Items from a data source:
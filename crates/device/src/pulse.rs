//! Dual-Stepper Pulse Engine
//!
//! Drives both motors so that signed step counts `(delta_left, delta_right)`
//! finish simultaneously, producing a straight diagonal in step space (spec
//! §4.2). This is Bresenham's line algorithm run in step space rather than
//! pixel space — the same technique `motion::planner`'s `bresenham_step`
//! helper uses to interleave multiple axes, simplified here to the fixed
//! cadence spec §4.2 calls for (no acceleration profiling).
//!
//! The loop runs on a dedicated blocking thread (spec §9 "Async vs
//! dedicated-thread motion"); it holds neither the queue lock nor the state
//! lock while pulsing, so the HTTP task can keep accepting submissions.

use std::sync::atomic::{AtomicBool, Ordering};
use std::sync::Arc;
use std::thread::sleep;
use std::time::Duration;

use thiserror::Error;

#[derive(Debug, Error, PartialEq, Eq)]
pub enum PulseError {
    #[error("cancelled mid-move")]
    Cancelled,
}

/// A single step line. Pulsing means one rising edge held high for
/// `MIN_PULSE_US` then returned low.
pub trait StepPin: Send {
    fn pulse(&mut self, min_pulse: Duration);
    fn disable(&mut self);
}

/// A single direction line.
pub trait DirPin: Send {
    /// `true` means the positive-delta polarity for this pin. Spec §9 open
    /// question 1: the correct electrical level for "positive" is
    /// hardware-dependent; `invert` makes that configurable per motor.
    fn set(&mut self, positive: bool);
}

/// A direction pin that logs what it was set to; the electrical polarity for
/// "positive" is supplied at construction so hardware variants with
/// `HIGH`-for-positive or `LOW`-for-positive wiring are both representable.
pub struct LoggingDirPin {
    label: &'static str,
    invert: bool,
}

impl LoggingDirPin {
    pub fn new(label: &'static str, invert: bool) -> Self {
        Self { label, invert }
    }
}

impl DirPin for LoggingDirPin {
    fn set(&mut self, positive: bool) {
        let level = positive ^ self.invert;
        tracing::trace!(pin = self.label, level, "dir pin set");
    }
}

/// A step pin that logs each pulse. Used when `--mock-gpio` stands in for
/// real silicon.
pub struct LoggingStepPin {
    label: &'static str,
}

impl LoggingStepPin {
    pub fn new(label: &'static str) -> Self {
        Self { label }
    }
}

impl StepPin for LoggingStepPin {
    fn pulse(&mut self, min_pulse: Duration) {
        tracing::trace!(pin = self.label, "step pulse");
        sleep(min_pulse);
    }

    fn disable(&mut self) {
        tracing::debug!(pin = self.label, "step output disabled");
    }
}

/// Speed policy constants and clamping (spec §4.2 "Speed policy").
pub const MIN_PULSE_US: u64 = 5;

pub fn clamp_speed(requested: u32, max_speed: u32, default_speed: u32) -> u32 {
    if requested == 0 {
        default_speed.clamp(1, max_speed)
    } else {
        requested.clamp(1, max_speed)
    }
}

/// If the move is pen-up, the effective speed is raised to at least
/// `travel_speed` so rapid repositioning is fast (spec §4.2, testable
/// property 6).
pub fn effective_speed(requested_speed: u32, pen_down: bool, travel_speed: u32) -> u32 {
    if pen_down {
        requested_speed
    } else {
        requested_speed.max(travel_speed)
    }
}

pub struct PulseEngine {
    left_step: Box<dyn StepPin>,
    left_dir: Box<dyn DirPin>,
    right_step: Box<dyn StepPin>,
    right_dir: Box<dyn DirPin>,
    min_pulse: Duration,
    cancel_requested: Arc<AtomicBool>,
}

impl PulseEngine {
    pub fn new(
        left_step: Box<dyn StepPin>,
        left_dir: Box<dyn DirPin>,
        right_step: Box<dyn StepPin>,
        right_dir: Box<dyn DirPin>,
        min_pulse_us: u64,
        cancel_requested: Arc<AtomicBool>,
    ) -> Self {
        Self {
            left_step,
            left_dir,
            right_step,
            right_dir,
            min_pulse: Duration::from_micros(min_pulse_us),
            cancel_requested,
        }
    }

    /// Disables both step outputs. Called on cancel and on pulse-engine
    /// failure (spec §4.2 step 1, §7 "Motion aborts").
    pub fn disable_outputs(&mut self) {
        self.left_step.disable();
        self.right_step.disable();
    }

    /// Drives both motors through their signed step deltas, finishing
    /// simultaneously (spec §4.2 "Algorithm").
    ///
    /// Returns `Ok(())` on completion, or `Err(PulseError::Cancelled)` if
    /// `cancel_requested` was observed mid-move; in that case outputs are
    /// already disabled before returning.
    pub fn drive(
        &mut self,
        delta_left: i32,
        delta_right: i32,
        target_speed: u32,
    ) -> Result<(), PulseError> {
        let n_l = delta_left.unsigned_abs();
        let n_r = delta_right.unsigned_abs();
        let n = n_l.max(n_r);

        self.left_dir.set(delta_left >= 0);
        self.right_dir.set(delta_right >= 0);

        if n == 0 {
            return Ok(());
        }

        let step_delay = Duration::from_micros(
            (1_000_000u64 / target_speed.max(1) as u64).max(4 * MIN_PULSE_US),
        );

        let mut left_acc: u32 = 0;
        let mut right_acc: u32 = 0;

        for i in 0..n {
            if self.cancel_requested.load(Ordering::SeqCst) {
                self.disable_outputs();
                return Err(PulseError::Cancelled);
            }

            left_acc += n_l;
            right_acc += n_r;

            if left_acc >= n {
                left_acc -= n;
                self.left_step.pulse(self.min_pulse);
            }
            if right_acc >= n {
                right_acc -= n;
                self.right_step.pulse(self.min_pulse);
            }

            sleep(step_delay);

            if i % 100 == 0 {
                std::thread::yield_now();
            }
        }

        Ok(())
    }
}

#[cfg(test)]
mod tests {
    use super::*;
    use std::sync::{Arc as StdArc, Mutex};

    struct CountingStepPin {
        count: StdArc<Mutex<u32>>,
    }
    impl StepPin for CountingStepPin {
        fn pulse(&mut self, _min_pulse: Duration) {
            *self.count.lock().unwrap() += 1;
        }
        fn disable(&mut self) {}
    }
    struct NullDirPin;
    impl DirPin for NullDirPin {
        fn set(&mut self, _positive: bool) {}
    }

    fn engine_with_counters() -> (PulseEngine, StdArc<Mutex<u32>>, StdArc<Mutex<u32>>) {
        let left_count = StdArc::new(Mutex::new(0));
        let right_count = StdArc::new(Mutex::new(0));
        let engine = PulseEngine::new(
            Box::new(CountingStepPin {
                count: left_count.clone(),
            }),
            Box::new(NullDirPin),
            Box::new(CountingStepPin {
                count: right_count.clone(),
            }),
            Box::new(NullDirPin),
            0,
            Arc::new(AtomicBool::new(false)),
        );
        (engine, left_count, right_count)
    }

    #[test]
    fn emits_exact_pulse_counts_regardless_of_ratio() {
        let (mut engine, left_count, right_count) = engine_with_counters();
        engine.drive(700, -130, 100_000).unwrap();
        assert_eq!(*left_count.lock().unwrap(), 700);
        assert_eq!(*right_count.lock().unwrap(), 130);
    }

    #[test]
    fn zero_delta_move_succeeds_with_no_pulses() {
        let (mut engine, left_count, right_count) = engine_with_counters();
        engine.drive(0, 0, 1000).unwrap();
        assert_eq!(*left_count.lock().unwrap(), 0);
        assert_eq!(*right_count.lock().unwrap(), 0);
    }

    #[test]
    fn cancel_halts_before_completion() {
        let cancel = Arc::new(AtomicBool::new(false));
        let left_count = StdArc::new(Mutex::new(0));
        let right_count = StdArc::new(Mutex::new(0));
        let mut engine = PulseEngine::new(
            Box::new(CountingStepPin {
                count: left_count.clone(),
            }),
            Box::new(NullDirPin),
            Box::new(CountingStepPin {
                count: right_count.clone(),
            }),
            Box::new(NullDirPin),
            0,
            cancel.clone(),
        );
        cancel.store(true, Ordering::SeqCst);
        let result = engine.drive(1000, 1000, 100_000);
        assert_eq!(result, Err(PulseError::Cancelled));
        assert_eq!(*left_count.lock().unwrap(), 0);
    }

    #[test]
    fn effective_speed_enforces_travel_floor_only_when_pen_up() {
        assert_eq!(effective_speed(500, false, 2500), 2500);
        assert_eq!(effective_speed(3000, false, 2500), 3000);
        assert_eq!(effective_speed(500, true, 2500), 500);
    }

    #[test]
    fn clamp_speed_uses_default_for_zero_and_clamps_range() {
        assert_eq!(clamp_speed(0, 4000, 1500), 1500);
        assert_eq!(clamp_speed(999_999, 4000, 1500), 4000);
        assert_eq!(clamp_speed(100, 4000, 1500), 100);
    }
}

## EXERCISE DETAILS
Return, from the data, each line where the string "single" occurs.

## ANSWER TO THE EXERCISE
/// A single step line. Pulsing means one rising edge held high for
/// A single direction line.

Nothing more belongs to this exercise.